DATA RECORDS
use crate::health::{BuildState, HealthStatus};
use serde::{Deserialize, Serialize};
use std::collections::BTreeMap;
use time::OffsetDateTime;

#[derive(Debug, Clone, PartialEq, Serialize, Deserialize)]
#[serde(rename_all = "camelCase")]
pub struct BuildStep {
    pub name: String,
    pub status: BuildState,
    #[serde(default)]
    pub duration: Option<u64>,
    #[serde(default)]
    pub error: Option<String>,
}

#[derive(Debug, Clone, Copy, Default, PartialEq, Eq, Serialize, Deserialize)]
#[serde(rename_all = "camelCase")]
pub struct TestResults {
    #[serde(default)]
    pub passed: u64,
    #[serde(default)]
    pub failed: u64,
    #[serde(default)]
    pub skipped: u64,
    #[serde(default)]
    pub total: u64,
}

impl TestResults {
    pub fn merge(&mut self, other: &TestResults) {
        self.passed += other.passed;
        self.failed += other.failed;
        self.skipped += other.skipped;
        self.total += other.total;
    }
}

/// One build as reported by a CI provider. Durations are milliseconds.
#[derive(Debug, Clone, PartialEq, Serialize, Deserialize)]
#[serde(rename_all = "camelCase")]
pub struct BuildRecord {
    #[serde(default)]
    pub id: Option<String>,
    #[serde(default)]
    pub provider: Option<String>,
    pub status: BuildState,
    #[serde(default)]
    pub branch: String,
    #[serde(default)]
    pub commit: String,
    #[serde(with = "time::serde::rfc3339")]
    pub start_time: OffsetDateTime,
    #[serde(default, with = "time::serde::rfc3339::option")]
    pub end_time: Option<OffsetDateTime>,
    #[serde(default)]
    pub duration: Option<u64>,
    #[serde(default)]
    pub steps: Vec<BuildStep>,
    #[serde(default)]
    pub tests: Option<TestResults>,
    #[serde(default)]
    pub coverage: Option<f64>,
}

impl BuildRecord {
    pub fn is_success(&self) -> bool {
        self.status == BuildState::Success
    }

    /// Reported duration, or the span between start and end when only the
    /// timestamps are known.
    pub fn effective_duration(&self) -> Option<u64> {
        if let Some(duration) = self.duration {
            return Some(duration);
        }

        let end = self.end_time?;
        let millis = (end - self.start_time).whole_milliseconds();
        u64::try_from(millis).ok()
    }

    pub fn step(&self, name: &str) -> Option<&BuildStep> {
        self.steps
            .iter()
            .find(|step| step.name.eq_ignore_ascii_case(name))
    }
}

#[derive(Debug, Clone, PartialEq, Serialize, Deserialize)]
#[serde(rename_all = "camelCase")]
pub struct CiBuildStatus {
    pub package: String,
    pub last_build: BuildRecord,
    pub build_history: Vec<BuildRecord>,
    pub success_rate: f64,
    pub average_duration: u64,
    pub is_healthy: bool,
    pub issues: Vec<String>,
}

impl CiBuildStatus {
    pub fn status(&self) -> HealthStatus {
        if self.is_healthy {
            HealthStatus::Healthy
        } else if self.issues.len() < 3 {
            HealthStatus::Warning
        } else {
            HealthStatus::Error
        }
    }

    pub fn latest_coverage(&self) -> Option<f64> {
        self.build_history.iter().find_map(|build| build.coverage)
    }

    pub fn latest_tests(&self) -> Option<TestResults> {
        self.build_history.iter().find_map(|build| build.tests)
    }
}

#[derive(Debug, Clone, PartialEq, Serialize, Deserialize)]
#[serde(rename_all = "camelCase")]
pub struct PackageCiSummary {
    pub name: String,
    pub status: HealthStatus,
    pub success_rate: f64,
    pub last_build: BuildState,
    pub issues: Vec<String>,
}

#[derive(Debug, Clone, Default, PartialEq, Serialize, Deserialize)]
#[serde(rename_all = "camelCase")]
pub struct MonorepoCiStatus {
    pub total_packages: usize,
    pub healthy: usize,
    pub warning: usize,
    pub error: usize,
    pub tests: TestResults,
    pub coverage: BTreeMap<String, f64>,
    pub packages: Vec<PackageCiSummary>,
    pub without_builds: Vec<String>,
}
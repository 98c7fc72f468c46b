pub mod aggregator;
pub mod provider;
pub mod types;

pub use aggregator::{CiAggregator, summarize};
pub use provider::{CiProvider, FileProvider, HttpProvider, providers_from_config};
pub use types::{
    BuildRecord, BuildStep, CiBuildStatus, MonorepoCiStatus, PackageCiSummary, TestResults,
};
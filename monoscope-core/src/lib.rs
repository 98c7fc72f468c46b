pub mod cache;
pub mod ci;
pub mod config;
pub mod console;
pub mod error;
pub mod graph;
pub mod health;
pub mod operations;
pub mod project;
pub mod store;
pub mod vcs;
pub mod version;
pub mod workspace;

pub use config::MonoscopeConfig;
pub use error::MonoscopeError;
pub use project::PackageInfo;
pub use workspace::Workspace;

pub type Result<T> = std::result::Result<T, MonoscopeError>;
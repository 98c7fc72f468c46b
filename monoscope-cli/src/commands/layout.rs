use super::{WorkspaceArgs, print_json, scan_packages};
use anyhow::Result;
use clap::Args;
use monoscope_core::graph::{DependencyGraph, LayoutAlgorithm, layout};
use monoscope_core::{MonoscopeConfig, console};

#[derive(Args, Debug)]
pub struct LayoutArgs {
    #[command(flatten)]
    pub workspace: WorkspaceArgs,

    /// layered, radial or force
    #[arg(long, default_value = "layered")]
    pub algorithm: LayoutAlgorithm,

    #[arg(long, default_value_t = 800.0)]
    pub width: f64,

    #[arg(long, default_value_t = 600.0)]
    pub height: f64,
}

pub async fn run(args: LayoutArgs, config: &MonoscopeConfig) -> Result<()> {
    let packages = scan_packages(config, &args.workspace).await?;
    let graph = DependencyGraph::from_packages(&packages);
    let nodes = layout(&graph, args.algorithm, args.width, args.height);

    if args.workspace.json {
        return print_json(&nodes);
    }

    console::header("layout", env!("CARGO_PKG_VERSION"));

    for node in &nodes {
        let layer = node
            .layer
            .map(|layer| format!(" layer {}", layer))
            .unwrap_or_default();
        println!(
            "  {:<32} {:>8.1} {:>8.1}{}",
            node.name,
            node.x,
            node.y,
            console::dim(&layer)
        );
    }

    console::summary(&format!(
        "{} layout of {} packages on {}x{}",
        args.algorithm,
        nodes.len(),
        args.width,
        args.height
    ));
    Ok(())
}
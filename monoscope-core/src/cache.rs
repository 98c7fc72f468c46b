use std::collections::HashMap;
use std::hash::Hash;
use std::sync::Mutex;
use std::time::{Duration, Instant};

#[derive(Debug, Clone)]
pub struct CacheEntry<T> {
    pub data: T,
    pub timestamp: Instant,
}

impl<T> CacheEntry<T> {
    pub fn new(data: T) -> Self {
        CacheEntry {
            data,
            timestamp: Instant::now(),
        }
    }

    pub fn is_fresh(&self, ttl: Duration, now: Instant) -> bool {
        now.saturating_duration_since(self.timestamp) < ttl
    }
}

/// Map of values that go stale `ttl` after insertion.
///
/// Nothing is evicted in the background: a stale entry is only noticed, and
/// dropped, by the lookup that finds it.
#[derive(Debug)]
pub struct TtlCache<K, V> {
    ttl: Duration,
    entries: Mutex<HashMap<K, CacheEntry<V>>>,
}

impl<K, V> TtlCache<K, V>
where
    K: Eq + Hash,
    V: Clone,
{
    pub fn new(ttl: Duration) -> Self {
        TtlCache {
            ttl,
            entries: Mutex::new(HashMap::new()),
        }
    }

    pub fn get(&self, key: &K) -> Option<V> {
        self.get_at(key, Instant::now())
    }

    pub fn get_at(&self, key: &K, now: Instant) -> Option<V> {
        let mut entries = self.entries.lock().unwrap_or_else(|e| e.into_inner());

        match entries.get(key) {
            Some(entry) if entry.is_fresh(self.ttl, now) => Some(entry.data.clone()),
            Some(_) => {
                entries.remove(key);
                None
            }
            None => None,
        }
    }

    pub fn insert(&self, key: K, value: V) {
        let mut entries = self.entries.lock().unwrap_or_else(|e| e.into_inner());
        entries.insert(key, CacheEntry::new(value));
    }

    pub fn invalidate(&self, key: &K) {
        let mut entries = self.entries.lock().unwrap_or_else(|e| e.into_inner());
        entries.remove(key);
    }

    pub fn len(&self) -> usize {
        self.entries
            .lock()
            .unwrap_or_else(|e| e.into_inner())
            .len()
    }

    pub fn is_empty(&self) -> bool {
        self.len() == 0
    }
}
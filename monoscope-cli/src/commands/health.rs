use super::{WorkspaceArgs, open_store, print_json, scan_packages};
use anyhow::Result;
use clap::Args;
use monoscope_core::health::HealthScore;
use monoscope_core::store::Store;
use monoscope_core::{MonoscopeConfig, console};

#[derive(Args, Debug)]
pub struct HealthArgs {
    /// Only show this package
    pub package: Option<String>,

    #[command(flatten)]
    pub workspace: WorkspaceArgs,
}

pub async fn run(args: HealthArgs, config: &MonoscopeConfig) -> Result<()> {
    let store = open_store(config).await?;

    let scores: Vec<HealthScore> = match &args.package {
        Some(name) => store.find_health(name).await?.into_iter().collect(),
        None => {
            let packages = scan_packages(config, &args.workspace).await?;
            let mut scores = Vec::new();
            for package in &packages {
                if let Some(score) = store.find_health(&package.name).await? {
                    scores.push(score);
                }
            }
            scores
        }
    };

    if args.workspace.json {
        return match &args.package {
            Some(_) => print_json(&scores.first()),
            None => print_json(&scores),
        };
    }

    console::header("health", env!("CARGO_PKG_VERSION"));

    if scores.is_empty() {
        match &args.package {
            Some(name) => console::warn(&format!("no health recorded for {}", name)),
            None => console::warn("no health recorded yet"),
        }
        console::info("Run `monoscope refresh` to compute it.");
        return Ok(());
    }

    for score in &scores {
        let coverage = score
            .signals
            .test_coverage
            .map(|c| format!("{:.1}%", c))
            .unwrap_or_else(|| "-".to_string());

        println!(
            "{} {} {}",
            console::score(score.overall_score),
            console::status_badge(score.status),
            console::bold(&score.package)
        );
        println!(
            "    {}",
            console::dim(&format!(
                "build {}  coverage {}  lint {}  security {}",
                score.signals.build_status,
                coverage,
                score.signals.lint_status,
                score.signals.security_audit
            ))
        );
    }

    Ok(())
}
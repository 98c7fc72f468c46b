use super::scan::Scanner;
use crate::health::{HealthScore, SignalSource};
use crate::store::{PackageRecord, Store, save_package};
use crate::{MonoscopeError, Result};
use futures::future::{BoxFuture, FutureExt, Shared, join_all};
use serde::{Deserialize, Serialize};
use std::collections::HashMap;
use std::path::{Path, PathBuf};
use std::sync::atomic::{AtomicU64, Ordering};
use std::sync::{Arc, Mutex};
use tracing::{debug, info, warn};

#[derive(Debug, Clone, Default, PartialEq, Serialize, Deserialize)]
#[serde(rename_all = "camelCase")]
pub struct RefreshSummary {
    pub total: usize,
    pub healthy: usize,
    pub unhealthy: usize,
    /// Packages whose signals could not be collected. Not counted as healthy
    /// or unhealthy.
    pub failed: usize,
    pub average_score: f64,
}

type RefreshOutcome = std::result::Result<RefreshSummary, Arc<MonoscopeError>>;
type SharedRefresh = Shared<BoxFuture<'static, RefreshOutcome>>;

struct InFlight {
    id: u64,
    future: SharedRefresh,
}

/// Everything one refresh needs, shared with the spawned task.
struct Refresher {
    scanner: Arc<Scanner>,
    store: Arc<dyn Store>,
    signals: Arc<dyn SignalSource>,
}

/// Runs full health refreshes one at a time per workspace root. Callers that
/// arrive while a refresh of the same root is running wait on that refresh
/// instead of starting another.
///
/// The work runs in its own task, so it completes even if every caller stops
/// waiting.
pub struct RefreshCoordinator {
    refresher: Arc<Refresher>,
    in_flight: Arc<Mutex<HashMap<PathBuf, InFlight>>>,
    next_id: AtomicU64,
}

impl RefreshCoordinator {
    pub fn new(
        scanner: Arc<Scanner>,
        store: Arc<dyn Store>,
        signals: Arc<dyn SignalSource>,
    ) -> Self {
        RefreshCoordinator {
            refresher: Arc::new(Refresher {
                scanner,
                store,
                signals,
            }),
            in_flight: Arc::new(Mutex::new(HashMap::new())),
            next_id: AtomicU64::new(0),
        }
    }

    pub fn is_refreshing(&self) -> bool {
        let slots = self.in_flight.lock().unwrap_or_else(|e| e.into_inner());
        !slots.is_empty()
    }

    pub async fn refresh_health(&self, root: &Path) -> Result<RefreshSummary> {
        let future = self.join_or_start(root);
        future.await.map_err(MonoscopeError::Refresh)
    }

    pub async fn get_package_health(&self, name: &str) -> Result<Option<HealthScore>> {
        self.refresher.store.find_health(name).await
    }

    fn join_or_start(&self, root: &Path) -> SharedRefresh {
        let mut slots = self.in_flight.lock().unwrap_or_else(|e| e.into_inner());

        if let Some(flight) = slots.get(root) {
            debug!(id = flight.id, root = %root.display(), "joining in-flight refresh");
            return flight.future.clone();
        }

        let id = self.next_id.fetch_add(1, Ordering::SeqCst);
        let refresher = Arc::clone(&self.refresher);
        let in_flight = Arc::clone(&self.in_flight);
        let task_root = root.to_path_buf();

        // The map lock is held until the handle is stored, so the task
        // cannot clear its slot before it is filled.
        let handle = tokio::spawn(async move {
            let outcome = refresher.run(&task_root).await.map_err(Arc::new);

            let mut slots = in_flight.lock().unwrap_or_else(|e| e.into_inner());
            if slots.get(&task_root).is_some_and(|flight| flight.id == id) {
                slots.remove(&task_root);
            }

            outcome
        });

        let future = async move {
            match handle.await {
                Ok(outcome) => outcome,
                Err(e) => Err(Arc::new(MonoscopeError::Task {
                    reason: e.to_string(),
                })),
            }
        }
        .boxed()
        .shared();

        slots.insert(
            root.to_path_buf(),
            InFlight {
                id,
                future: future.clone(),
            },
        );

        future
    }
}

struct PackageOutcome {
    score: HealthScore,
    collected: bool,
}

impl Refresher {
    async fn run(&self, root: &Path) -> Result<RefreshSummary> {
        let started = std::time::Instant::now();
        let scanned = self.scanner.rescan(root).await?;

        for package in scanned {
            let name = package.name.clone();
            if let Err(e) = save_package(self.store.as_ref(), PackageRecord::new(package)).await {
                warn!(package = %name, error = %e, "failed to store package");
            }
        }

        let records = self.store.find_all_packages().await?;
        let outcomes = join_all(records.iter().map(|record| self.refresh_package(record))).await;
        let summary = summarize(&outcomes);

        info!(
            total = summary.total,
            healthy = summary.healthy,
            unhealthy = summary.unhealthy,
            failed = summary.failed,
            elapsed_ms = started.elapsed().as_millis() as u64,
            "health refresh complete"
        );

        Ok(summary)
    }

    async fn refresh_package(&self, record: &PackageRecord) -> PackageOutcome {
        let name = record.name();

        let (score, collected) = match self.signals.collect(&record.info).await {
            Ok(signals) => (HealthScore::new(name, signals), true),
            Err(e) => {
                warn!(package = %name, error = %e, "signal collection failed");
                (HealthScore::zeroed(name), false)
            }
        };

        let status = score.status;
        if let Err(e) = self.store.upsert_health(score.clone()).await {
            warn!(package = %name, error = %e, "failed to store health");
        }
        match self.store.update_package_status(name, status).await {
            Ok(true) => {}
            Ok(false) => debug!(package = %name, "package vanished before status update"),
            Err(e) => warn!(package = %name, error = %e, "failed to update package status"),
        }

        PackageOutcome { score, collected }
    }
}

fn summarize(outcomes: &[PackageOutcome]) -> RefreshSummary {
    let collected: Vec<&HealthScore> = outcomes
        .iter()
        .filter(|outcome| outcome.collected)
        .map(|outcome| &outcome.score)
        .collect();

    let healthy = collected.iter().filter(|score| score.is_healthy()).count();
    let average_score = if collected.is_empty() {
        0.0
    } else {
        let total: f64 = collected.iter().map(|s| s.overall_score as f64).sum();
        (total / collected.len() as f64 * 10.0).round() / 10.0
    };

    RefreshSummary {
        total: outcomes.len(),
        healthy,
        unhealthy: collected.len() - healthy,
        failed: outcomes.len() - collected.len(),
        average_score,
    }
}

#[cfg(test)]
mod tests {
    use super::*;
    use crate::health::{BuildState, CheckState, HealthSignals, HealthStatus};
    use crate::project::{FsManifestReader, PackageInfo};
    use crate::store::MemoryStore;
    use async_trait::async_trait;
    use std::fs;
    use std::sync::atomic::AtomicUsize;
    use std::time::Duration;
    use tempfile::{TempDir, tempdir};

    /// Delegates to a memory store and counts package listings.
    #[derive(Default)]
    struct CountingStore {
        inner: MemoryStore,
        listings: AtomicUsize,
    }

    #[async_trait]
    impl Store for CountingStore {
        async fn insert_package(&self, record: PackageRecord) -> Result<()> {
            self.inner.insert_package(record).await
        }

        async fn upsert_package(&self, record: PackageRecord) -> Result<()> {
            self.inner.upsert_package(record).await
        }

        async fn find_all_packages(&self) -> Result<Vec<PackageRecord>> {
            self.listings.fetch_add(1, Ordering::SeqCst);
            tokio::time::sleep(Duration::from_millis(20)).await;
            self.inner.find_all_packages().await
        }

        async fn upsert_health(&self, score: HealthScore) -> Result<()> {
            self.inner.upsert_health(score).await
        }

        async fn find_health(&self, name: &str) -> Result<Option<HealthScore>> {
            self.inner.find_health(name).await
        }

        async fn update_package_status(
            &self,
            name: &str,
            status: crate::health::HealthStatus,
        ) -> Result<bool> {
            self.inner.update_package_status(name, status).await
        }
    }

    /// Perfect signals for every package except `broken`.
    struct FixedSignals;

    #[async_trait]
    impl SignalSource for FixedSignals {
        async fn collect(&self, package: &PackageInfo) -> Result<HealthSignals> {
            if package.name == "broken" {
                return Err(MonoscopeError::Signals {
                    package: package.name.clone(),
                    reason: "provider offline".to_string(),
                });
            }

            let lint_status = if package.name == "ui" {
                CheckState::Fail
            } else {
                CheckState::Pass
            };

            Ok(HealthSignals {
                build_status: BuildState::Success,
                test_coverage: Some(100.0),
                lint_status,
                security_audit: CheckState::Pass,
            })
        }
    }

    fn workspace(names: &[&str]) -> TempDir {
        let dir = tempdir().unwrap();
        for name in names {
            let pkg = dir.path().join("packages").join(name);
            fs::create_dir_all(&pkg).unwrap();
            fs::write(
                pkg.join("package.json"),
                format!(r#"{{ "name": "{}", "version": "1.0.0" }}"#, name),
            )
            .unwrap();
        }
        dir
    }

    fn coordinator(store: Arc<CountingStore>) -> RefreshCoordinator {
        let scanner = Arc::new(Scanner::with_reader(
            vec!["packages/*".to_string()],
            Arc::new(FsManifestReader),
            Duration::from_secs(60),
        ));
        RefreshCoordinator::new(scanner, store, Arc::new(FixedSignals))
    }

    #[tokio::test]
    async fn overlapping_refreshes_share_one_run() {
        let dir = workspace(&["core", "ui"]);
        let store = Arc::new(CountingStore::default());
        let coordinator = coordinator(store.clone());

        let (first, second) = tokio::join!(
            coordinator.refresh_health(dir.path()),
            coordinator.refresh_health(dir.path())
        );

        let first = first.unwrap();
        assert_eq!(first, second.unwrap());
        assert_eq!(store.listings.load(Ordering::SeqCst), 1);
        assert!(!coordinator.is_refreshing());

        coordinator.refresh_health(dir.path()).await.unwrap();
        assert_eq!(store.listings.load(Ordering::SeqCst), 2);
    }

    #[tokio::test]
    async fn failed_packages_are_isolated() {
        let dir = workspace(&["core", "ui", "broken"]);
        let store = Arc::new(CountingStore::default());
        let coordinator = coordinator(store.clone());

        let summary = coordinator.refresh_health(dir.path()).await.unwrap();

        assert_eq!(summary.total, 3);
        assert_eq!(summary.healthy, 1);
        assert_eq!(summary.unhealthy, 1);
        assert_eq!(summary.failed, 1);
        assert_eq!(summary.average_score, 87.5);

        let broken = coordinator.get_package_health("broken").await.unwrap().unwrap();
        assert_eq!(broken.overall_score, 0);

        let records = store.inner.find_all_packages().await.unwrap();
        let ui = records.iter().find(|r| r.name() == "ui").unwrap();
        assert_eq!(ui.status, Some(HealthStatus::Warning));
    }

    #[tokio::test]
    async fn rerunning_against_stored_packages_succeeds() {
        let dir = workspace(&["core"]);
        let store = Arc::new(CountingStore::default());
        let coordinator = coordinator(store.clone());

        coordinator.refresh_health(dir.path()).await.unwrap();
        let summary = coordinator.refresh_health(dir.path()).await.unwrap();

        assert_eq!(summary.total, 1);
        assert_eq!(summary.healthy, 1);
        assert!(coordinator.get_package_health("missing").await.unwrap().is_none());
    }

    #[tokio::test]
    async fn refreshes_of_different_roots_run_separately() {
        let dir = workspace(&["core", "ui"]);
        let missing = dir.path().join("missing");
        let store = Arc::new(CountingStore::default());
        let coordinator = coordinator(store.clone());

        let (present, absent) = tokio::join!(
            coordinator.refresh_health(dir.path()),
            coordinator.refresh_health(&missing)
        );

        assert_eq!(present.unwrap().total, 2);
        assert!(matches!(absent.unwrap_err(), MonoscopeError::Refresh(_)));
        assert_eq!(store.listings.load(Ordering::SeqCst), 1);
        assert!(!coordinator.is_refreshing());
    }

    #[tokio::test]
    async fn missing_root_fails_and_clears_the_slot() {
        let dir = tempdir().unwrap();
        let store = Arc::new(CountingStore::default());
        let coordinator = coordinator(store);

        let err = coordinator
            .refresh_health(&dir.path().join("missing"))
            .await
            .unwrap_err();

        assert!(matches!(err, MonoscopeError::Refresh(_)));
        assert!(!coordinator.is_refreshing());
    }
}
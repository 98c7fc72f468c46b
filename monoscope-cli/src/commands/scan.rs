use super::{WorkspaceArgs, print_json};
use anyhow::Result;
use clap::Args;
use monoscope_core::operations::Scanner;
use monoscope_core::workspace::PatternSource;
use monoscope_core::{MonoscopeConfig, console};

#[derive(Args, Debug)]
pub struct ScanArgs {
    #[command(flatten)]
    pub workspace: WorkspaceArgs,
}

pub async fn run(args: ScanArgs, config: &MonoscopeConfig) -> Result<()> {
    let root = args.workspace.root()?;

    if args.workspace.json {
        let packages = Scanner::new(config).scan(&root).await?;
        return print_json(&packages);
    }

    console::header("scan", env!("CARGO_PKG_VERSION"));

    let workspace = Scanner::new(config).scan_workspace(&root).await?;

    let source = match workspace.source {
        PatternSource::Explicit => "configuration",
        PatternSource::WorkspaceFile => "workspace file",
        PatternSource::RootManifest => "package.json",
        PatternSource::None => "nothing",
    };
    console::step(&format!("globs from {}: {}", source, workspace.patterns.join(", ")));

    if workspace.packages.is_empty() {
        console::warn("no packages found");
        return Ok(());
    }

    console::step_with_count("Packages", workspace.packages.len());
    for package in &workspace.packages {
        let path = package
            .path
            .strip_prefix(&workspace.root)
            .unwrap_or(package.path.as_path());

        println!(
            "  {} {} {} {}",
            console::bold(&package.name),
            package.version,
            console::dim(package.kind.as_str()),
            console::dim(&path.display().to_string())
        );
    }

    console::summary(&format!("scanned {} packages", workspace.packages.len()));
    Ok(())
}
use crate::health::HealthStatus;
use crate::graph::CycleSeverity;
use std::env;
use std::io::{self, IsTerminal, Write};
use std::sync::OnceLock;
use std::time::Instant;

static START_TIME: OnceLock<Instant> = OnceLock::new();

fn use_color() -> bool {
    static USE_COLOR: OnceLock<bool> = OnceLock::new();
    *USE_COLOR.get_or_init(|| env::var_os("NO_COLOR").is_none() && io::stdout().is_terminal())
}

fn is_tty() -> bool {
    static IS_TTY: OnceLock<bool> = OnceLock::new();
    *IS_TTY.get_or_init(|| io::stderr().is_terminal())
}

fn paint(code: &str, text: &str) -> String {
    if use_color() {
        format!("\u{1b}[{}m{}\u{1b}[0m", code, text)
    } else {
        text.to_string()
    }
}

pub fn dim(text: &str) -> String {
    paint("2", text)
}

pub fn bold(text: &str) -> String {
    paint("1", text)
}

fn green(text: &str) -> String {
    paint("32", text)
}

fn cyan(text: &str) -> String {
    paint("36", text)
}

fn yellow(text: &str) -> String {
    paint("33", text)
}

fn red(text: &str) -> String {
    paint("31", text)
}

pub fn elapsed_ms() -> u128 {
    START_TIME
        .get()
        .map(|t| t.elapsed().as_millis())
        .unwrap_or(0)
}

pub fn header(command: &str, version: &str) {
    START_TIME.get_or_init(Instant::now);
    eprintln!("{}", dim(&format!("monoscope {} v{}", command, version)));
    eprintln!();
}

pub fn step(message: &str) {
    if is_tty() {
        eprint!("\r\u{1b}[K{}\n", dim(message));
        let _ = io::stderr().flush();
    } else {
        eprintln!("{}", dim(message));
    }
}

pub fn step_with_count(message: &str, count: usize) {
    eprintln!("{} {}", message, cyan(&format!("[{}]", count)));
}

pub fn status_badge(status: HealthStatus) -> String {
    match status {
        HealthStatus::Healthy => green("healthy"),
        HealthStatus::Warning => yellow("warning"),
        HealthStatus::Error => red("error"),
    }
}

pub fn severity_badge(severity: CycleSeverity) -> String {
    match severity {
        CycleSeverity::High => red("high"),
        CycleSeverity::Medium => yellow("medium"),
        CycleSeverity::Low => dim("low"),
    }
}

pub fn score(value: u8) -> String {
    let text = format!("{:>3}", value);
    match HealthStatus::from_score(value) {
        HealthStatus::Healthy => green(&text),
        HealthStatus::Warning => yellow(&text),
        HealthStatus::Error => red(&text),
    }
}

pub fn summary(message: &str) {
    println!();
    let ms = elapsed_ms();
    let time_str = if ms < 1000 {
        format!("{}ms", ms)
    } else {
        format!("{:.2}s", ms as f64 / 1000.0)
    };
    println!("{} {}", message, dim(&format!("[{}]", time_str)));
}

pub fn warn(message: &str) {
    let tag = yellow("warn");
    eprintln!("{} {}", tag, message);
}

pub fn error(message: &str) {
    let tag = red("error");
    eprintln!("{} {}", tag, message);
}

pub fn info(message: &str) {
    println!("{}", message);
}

WHAT IS NEEDED
Where does the word "false" appear in the listing above? Copy every line that holds it.

WRITTEN REPLY
                (HealthScore::zeroed(name), false)
            Ok(false) => debug!(package = %name, "package vanished before status update"),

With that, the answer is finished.